### Try it
Search the records for the string "TieredNpc", and show each line where it appears.

────────────────────

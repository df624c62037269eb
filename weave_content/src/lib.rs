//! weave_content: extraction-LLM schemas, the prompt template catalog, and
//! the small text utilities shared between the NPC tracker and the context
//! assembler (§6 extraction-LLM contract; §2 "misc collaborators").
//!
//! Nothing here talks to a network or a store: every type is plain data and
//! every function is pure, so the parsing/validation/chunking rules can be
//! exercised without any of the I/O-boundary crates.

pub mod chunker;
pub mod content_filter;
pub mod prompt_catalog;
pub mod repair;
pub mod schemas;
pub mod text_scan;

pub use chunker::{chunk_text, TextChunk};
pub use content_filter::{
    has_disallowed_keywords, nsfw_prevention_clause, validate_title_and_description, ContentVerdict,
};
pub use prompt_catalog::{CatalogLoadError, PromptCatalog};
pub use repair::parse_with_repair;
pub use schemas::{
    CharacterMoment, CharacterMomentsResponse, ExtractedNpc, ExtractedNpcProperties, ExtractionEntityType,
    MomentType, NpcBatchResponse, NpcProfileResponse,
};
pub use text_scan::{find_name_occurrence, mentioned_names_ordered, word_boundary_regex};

────────────────────

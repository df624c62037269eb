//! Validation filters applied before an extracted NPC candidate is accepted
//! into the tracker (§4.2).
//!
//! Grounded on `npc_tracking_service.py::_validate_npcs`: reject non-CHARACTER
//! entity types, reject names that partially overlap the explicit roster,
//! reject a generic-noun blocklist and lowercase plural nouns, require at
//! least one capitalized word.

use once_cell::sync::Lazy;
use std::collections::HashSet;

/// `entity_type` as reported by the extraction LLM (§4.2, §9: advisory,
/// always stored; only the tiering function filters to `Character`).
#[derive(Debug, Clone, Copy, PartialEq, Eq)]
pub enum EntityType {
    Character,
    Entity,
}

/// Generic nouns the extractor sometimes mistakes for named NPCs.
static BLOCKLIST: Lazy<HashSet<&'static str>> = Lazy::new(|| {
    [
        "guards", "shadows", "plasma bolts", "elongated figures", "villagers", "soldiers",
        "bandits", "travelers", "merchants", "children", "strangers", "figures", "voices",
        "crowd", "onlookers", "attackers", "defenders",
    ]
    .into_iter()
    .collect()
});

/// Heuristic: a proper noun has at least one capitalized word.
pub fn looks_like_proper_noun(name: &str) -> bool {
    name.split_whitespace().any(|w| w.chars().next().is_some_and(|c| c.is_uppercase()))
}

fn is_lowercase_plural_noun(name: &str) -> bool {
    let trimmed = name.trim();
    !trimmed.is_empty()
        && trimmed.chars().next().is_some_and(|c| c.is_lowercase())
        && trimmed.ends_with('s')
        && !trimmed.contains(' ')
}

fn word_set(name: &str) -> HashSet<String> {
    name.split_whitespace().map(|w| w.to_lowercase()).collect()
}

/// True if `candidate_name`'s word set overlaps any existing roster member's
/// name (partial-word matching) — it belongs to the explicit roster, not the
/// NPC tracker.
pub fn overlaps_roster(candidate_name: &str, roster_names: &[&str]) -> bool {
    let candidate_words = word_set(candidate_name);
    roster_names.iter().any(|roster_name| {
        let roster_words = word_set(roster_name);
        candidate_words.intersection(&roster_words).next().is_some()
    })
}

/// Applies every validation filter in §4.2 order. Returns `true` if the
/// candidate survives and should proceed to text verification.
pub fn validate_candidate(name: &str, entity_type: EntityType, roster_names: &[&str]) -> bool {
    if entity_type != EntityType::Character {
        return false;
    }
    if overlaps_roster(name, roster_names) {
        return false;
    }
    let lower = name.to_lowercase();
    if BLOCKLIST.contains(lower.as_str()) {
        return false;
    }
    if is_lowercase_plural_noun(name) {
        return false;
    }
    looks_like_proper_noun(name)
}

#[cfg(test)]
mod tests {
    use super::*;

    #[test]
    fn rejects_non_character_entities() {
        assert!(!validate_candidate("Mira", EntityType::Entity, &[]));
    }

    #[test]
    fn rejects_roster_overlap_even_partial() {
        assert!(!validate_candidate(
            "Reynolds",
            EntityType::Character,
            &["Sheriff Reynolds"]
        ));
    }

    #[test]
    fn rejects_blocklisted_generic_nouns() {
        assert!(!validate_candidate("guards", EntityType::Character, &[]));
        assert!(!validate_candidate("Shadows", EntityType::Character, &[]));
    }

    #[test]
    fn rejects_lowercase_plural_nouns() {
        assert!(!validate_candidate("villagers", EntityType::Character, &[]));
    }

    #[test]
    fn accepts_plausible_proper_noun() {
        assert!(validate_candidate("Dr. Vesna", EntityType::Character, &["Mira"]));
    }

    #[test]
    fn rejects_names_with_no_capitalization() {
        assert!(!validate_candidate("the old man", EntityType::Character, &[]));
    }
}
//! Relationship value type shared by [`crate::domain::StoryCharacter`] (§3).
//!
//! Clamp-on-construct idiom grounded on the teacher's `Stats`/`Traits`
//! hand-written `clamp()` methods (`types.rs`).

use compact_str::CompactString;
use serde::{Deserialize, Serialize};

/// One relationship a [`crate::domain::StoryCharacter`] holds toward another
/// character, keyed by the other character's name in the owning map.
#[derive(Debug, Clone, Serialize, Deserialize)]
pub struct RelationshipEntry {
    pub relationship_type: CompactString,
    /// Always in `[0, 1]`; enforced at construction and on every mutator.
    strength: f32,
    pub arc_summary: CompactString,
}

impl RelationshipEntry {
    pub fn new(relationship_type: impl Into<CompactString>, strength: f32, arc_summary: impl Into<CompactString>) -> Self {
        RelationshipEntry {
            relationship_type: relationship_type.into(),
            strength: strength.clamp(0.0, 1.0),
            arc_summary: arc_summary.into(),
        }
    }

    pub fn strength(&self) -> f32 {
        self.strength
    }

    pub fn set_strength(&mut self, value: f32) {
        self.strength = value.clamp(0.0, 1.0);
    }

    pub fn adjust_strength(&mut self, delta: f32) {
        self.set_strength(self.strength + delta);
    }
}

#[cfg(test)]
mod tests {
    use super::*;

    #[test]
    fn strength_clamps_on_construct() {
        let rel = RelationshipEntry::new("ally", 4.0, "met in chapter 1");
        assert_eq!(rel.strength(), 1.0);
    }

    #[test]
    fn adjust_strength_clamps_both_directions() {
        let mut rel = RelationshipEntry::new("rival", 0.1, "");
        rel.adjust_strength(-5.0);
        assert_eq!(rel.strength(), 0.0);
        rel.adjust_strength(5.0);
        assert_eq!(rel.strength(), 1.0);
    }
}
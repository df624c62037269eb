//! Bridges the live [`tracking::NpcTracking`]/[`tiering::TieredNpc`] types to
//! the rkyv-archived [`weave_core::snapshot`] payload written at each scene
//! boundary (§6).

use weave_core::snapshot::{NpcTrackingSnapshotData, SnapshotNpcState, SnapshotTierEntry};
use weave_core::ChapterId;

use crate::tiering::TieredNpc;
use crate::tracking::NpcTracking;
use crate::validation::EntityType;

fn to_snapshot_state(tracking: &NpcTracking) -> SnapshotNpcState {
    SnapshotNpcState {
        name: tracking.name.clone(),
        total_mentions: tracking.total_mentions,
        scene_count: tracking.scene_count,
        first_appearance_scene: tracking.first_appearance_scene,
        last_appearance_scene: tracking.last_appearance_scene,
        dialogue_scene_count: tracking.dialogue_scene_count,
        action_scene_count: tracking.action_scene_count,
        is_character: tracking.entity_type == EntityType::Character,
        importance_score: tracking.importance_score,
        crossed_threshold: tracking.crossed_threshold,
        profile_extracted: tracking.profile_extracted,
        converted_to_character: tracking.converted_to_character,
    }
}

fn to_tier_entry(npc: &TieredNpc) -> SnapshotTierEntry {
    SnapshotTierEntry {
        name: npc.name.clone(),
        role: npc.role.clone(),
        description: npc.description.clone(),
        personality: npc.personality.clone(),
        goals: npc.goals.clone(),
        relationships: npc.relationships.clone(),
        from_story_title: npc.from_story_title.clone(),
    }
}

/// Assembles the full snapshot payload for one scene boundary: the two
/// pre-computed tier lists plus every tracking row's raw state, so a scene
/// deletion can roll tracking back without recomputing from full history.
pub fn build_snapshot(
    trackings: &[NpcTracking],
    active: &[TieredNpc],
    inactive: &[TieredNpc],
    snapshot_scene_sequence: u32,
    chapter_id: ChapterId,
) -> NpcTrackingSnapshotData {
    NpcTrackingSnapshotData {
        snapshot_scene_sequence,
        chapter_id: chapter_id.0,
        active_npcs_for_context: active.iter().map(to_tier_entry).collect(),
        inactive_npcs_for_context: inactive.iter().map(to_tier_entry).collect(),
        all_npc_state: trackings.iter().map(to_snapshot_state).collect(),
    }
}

────────────────────

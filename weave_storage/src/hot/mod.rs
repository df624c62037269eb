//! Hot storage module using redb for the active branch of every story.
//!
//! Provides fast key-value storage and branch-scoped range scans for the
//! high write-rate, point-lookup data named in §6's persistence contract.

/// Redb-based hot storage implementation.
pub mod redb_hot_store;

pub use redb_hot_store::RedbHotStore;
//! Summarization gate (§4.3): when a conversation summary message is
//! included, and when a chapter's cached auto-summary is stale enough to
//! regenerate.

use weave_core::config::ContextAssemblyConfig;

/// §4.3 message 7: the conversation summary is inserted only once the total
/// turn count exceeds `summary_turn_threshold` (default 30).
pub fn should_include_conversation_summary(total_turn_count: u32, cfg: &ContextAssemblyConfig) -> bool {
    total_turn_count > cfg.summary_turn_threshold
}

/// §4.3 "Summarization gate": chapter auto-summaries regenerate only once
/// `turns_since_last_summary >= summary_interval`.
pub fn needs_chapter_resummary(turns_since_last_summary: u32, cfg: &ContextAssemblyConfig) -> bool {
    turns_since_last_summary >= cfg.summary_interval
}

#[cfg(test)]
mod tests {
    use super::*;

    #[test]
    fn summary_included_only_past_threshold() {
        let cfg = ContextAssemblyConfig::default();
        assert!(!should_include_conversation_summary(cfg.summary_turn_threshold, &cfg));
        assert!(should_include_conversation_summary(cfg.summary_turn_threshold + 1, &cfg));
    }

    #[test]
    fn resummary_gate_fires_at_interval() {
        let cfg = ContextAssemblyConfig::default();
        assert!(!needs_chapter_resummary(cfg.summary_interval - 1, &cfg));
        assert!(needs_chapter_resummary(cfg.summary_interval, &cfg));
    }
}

────────────────────

### Solution to this problem
//! Bridges the live [`tracking::NpcTracking`]/[`tiering::TieredNpc`] types to
use crate::tiering::TieredNpc;
fn to_tier_entry(npc: &TieredNpc) -> SnapshotTierEntry {
    active: &[TieredNpc],
    inactive: &[TieredNpc],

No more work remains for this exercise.